» WORK ITEM: In the records that follow, locate every line with "values" and extract it.

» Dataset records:

☆ ☆ ☆ ☆ ☆

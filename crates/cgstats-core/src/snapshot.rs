//! Loading of statistics snapshots from JSON files.

use std::fs;
use std::path::{Path, PathBuf};

use serde::de::DeserializeOwned;
use tracing::debug;

use crate::model::Stats;

/// Error returned when a snapshot file cannot be loaded.
#[derive(Debug)]
pub enum SnapshotError {
    /// The file could not be read.
    Io {
        path: PathBuf,
        source: std::io::Error,
    },
    /// The file is not a valid snapshot.
    Parse {
        path: PathBuf,
        source: serde_json::Error,
    },
}

impl std::fmt::Display for SnapshotError {
    fn fmt(&self, f: &mut std::fmt::Formatter<'_>) -> std::fmt::Result {
        match self {
            SnapshotError::Io { path, source } => {
                write!(f, "failed to read {}: {}", path.display(), source)
            }
            SnapshotError::Parse { path, source } => {
                write!(f, "failed to parse {}: {}", path.display(), source)
            }
        }
    }
}

impl std::error::Error for SnapshotError {
    fn source(&self) -> Option<&(dyn std::error::Error + 'static)> {
        match self {
            SnapshotError::Io { source, .. } => Some(source),
            SnapshotError::Parse { source, .. } => Some(source),
        }
    }
}

/// Loads any statistics category (or a full [`Stats`]) from a JSON file.
pub fn load_category<T: DeserializeOwned>(path: &Path) -> Result<T, SnapshotError> {
    let content = fs::read_to_string(path).map_err(|source| SnapshotError::Io {
        path: path.to_path_buf(),
        source,
    })?;
    debug!(path = %path.display(), bytes = content.len(), "loaded snapshot file");
    serde_json::from_str(&content).map_err(|source| SnapshotError::Parse {
        path: path.to_path_buf(),
        source,
    })
}

impl Stats {
    /// Parses a full snapshot from JSON. Missing categories default to empty.
    pub fn from_json_str(content: &str) -> Result<Self, serde_json::Error> {
        serde_json::from_str(content)
    }

    pub fn load(path: &Path) -> Result<Self, SnapshotError> {
        load_category(path)
    }
}

#[cfg(test)]
mod tests {
    use super::*;
    use crate::model::{BlkioStats, MemoryStats};
    use std::io::Write;
    use tempfile::NamedTempFile;

    const SNAPSHOT: &str = r#"{
        "cpu_stats": {
            "throttling_data": { "periods": 2000, "throttled_periods": 200, "throttled_time": 42 }
        },
        "memory_stats": {
            "usage": { "usage": 2048, "max_usage": 4096, "failcnt": 100, "limit": 8192 },
            "page_usage_by_numa": {
                "total": { "total": 44611, "nodes": [32631, 11980] },
                "hierarchical": { "anon": { "total": 46096, "nodes": [12597, 33499] } }
            },
            "use_hierarchy": true,
            "stats": { "cache": 1024, "rss": 512 }
        },
        "blkio_stats": {
            "io_service_bytes_recursive": [
                { "major": 8, "minor": 0, "op": "Read", "value": 1024 },
                { "major": 8, "minor": 0, "op": "Write", "value": 2048 }
            ],
            "sectors_recursive": [ { "major": 8, "minor": 0, "value": 6000 } ]
        },
        "hugetlb_stats": { "2MB": { "usage": 128, "max_usage": 256, "failcnt": 100 } }
    }"#;

    #[test]
    fn test_from_json_str() {
        let stats = Stats::from_json_str(SNAPSHOT).unwrap();
        assert_eq!(stats.cpu_stats.throttling_data.periods, 2000);
        assert_eq!(stats.memory_stats.usage.limit, 8192);
        assert_eq!(stats.memory_stats.swap_usage.limit, 0);
        assert_eq!(stats.memory_stats.page_usage_by_numa.total.nodes, vec![32631, 11980]);
        assert_eq!(
            stats.memory_stats.page_usage_by_numa.hierarchical.anon.total,
            46096
        );
        assert!(stats.memory_stats.use_hierarchy);
        assert_eq!(stats.memory_stats.stats.get("rss"), Some(&512));
        assert_eq!(stats.blkio_stats.io_service_bytes_recursive.len(), 2);
        assert_eq!(stats.blkio_stats.sectors_recursive[0].op, "");
        assert_eq!(stats.hugetlb_stats["2MB"].max_usage, 256);
    }

    #[test]
    fn test_empty_object_is_default() {
        let stats = Stats::from_json_str("{}").unwrap();
        assert_eq!(stats, Stats::default());
    }

    #[test]
    fn test_load_from_file() {
        let mut file = NamedTempFile::new().unwrap();
        file.write_all(SNAPSHOT.as_bytes()).unwrap();

        let stats = Stats::load(file.path()).unwrap();
        assert_eq!(stats.blkio_stats.io_service_bytes_recursive[1].value, 2048);
    }

    #[test]
    fn test_load_single_category() {
        let mut file = NamedTempFile::new().unwrap();
        file.write_all(br#"{ "use_hierarchy": true, "stats": { "cache": 1 } }"#)
            .unwrap();

        let memory: MemoryStats = load_category(file.path()).unwrap();
        assert!(memory.use_hierarchy);
        assert_eq!(memory.stats.len(), 1);

        let blkio: BlkioStats = load_category(file.path()).unwrap();
        assert_eq!(blkio, BlkioStats::default());
    }

    #[test]
    fn test_load_missing_file() {
        let dir = tempfile::tempdir().unwrap();
        let err = Stats::load(&dir.path().join("missing.json")).unwrap_err();
        assert!(matches!(err, SnapshotError::Io { .. }));
        assert!(err.to_string().starts_with("failed to read"));
    }

    #[test]
    fn test_load_invalid_json() {
        let mut file = NamedTempFile::new().unwrap();
        file.write_all(b"{ not json").unwrap();

        let err = Stats::load(file.path()).unwrap_err();
        assert!(matches!(err, SnapshotError::Parse { .. }));
        assert!(std::error::Error::source(&err).is_some());
    }
}
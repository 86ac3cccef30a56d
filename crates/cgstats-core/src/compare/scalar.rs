//! Exact comparison of scalar values and small fixed-field records.

use std::fmt::Debug;

use crate::model::MemoryData;
use crate::report::{Discrepancy, Report};

/// Compares two values in one step and reports both on mismatch.
///
/// Used for whole records (throttling data, huge-page stats) as well as for
/// single fields.
pub fn compare_value<T>(report: &mut Report, field: &str, expected: &T, actual: &T)
where
    T: PartialEq + Debug + ?Sized,
{
    if expected != actual {
        report.record(Discrepancy::value(field, expected, actual));
    }
}

/// Compares a memory usage record field by field.
///
/// `prefix` names the accounting domain (`memory`, `memory swap`,
/// `memory kernel`) and is prepended to each field name.
pub fn compare_memory_data(
    report: &mut Report,
    prefix: &str,
    expected: &MemoryData,
    actual: &MemoryData,
) {
    compare_value(report, &format!("{prefix} usage"), &expected.usage, &actual.usage);
    compare_value(report, &format!("{prefix} max usage"), &expected.max_usage, &actual.max_usage);
    compare_value(report, &format!("{prefix} failcnt"), &expected.failcnt, &actual.failcnt);
    compare_value(report, &format!("{prefix} limit"), &expected.limit, &actual.limit);
}
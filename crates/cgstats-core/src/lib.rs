//! cgstats-core — verification of cgroup statistics snapshots.
//!
//! Provides:
//! - `model` — cgroup statistics data model (blkio, cpu, hugetlb, memory)
//! - `compare` — per-category structural comparison against an expected snapshot
//! - `report` — accumulating discrepancy sink
//! - `snapshot` — loading snapshots from JSON files

pub mod compare;
pub mod model;
pub mod report;
pub mod snapshot;

pub use report::{Discrepancy, Mismatch, Report};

☆ ☆ ☆ ☆ ☆

» ANSWER BOX:
//! Exact comparison of scalar values and small fixed-field records.
/// Compares two values in one step and reports both on mismatch.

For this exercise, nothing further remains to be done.